Monday, July 23, 2007

Democratic surrender of social class

The easiest to analyze of the four reasons that explain America's slide from relative enlightenment to the schlerotic brink of fascism is the Democratic surrender of social class as a potent political weapon and, oh by the way, the uniting principle of the post-Depression Democratic Party.

For more than fifty years, the Democratic Party was universally acknowledged to be the party of the little guy. It was a grand coalition of union laborers, farmers, and wage slaves against the plutocracy. It included lots of uneducated people, patronage hacks, ruffians, yeomen, the salt of the earth, teachers, colored people (the polite label of the time), factory workers, and anyone else you can imagine who needed a little help or wanted a little protection when faced with the superior forces of wealth. Even poor Southern whites were comfortable with the general run of Democrats, even though they were more racist than their midwestern allies.

Sometime in the 1970s, Democrats began to renounce "class warfare" (how's that for a slanted framing?). Owing to the power of incumbency, this change didn't happen overnight. Instead, class-conscious politicians aged out and weren't replaced. What we got instead were colorless technocrats who claimed they were more competent governmental managers. Michael Dukakis was the prime exemplar.
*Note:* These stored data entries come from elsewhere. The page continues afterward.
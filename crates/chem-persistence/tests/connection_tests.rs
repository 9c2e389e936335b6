//! Pruebas básicas de configuración y pool (requiere DATABASE_URL válido en entorno).

use chem_persistence::{config::DbConfig, pg::build_pool, ConnectionProvider};

#[test]
fn create_pool_from_env() {
    let Ok(cfg) = DbConfig::from_env() else {
        eprintln!("DATABASE_URL no definido: omitiendo test");
        return;
    };
    let pool = build_pool(&cfg.url, 1, 1).expect("pool");
    let mut conn = pool.get().expect("conn");
    // Sonda trivial de validez
    use diesel::connection::SimpleConnection;
    conn.batch_execute("SELECT 1;").expect("select 1");
}

#[test]
fn connect_verifies_connection() {
    if std::env::var("DATABASE_URL").is_err() {
        eprintln!("DATABASE_URL no definido: omitiendo test");
        return;
    }
    let store = chem_persistence::connect_from_env().expect("store");
    assert!(store.provider().connection().is_ok());
}
//! Errores de los proveedores de búsqueda.
//! Mapea fallos de transporte/HTTP a la variante `LookupTransport` del core.

use chem_core::PipelineError;
use thiserror::Error;

#[derive(Debug, Error, Clone, PartialEq, Eq)]
pub enum ProviderError {
    /// DNS, TLS, timeout, conexión rechazada, lectura del cuerpo...
    #[error("transport error for {url}: {reason}")]
    Transport { url: String, reason: String },
    /// Status no-2xx distinto de 404.
    #[error("unexpected http status {status} for {url}")]
    Status { url: String, status: u16 },
}

impl From<ProviderError> for PipelineError {
    fn from(e: ProviderError) -> Self {
        match e {
            ProviderError::Transport { url, reason } => PipelineError::LookupTransport { url, reason },
            ProviderError::Status { url, status } => PipelineError::LookupTransport { url,
                                                                                      reason: format!("http status {status}") },
        }
    }
}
Technocrats lit a fire under almost no one, just good government affluent educated liberals like me, and there aren't nearly enough of us to win elections. Besides, even when our fires are lit, they don't burn as brightly as the fires of people who have more at stake, and let's face it, we already have pretty good lives. If the government cuts outlays, we don't go hungry.

Most writers essentially agree with Zell Miller and with his less lunatic brethren: The Reagan Democrats didn't leave the Democratic Party; instead, the Democratic Party left them. They point to the multiple social upheavals of the 1960s (in rock and roll time, 1964 to 1976) and the Nixonian claims about a silent majority.

There's some truth to this, but it's mainly limited to the old Confederacy and mainly related to race. While racism remains a strong thread and a threat in American politics, its force is diminishing, at least regarding African-Americans.

The silent majority hypothesis also fails to explain the continuing dominance of Democratic policy ideas about the economy, the role of government, and civil rights to name a few. Even when the media crowned Newt Gingrich's bomb-throwing Republican Party the "party of ideas", Americans polled in favor of neutrally worded Democratic ideas of government. The only "Republican" idea that is dominantly popular is tax-cutting, but the voters remain much more responsible about tax cuts than the Grover Norquist drown-the-government-in-the-bathtub Republicans.

Other writers blame George McGovern and his liberal-dominated 1972 coalition for pushing the common man out of the party. I've met McGovern and knew his chief of staff, Owen Donley, and they held no hostility toward the common man. Donley once told me a story of a carefully crafted compromise position that McGovern threw over because of a conversation he had with a porter in the Senate subway.

No, Democrats gave up their unity voluntarily as a result of the marketplace, not of ideas, but of campaign contributions. They passed post-Watergate reforms in reaction to the financial abuses of Nixon's Committee to Re-Elect the President (CREEP), but they ran afoul of unintended consequences.

Democrats could no longer raise large chunks of money from wealthy ideological sources; they now had to spread their fundraising to wealthy business interests who were much more likely to play the access game.

The power of incumbency again masked this effect, particularly since Democrats were completely dominant in Congress after Nixon's impeachment-driven resignation. Many moneyed interests with business in Washington continued to give against their natural political inclinations because it was in their financial interest. This was a temporary situation, waiting only for the Republican Party to revive its national competitiveness. Karl Rove knew this, which was one lever he and Tom DeLay saw available to achieve their now-lost "permanent Republican majority".

Nonetheless, populist Democrats, especially those with national ambitions, found they could not raise the smaller but still non-middle-class contributions they needed to fund their ambition. I'm sure the Democratic consultants realized this dilemma, too.

So, it was campaign finance reform that led Democrats to discard social class as a weapon and unifying principle.

The Republicans had no such dilemma. They could still raise ideological contributions and business-oriented contributions, and the more power they gained, the more these contributions would swing to them. They had no need to discard social class as a weapon and they have continued to wage aristocratic war on working people ever since, mainly in the form of reduced social safety nets and radically reduced taxes on the wealthy.

As if that were not enough, the Republicans went one better. They embraced faux populism in the form of brush clearing, pork rinds, and planned displays of apparent stupidity (real cupidity). This was supposed to prove that they were really the party of the little guy; it has always been bullshit, and the Roves of the world know it, but they will continue to claim that you'd rather have a beer with them than with the Democrats as long as the media sells that cockeyed idea and as long as the voters buy it.